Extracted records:
[Start of section]
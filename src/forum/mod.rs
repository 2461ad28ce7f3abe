//! Forum and thread directory over the page store.

pub mod context;
pub mod forums;
pub mod mode;
pub mod props;
pub mod service;
pub mod threads;

pub use context::{PageContext, PageKind};
pub use forums::{Forum, ForumDirectory, ForumSummary};
pub use mode::ListingMode;
pub use props::ThreadPropertyStore;
pub use service::{FlagChange, ForumThreadService, ReplyReceipt};
pub use threads::{ThreadDetail, ThreadDirectory, ThreadListing, ThreadSummary};

/// Skip `offset` rows, then keep `limit + 1`. The extra row only signals that another
/// page exists and is dropped before returning.
pub(crate) fn paginate<T>(rows: impl IntoIterator<Item = T>, limit: usize, offset: usize) -> (Vec<T>, bool) {
    let mut window: Vec<T> = rows
        .into_iter()
        .skip(offset)
        .take(limit.saturating_add(1))
        .collect();
    let has_more = window.len() > limit;
    window.truncate(limit);
    (window, has_more)
}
[End of section]
YOUR INSTRUCTIONS: Whenever the string "props" shows up in a line of the records, that line counts; state how many lines count, and only that.

TASK ANSWER: 2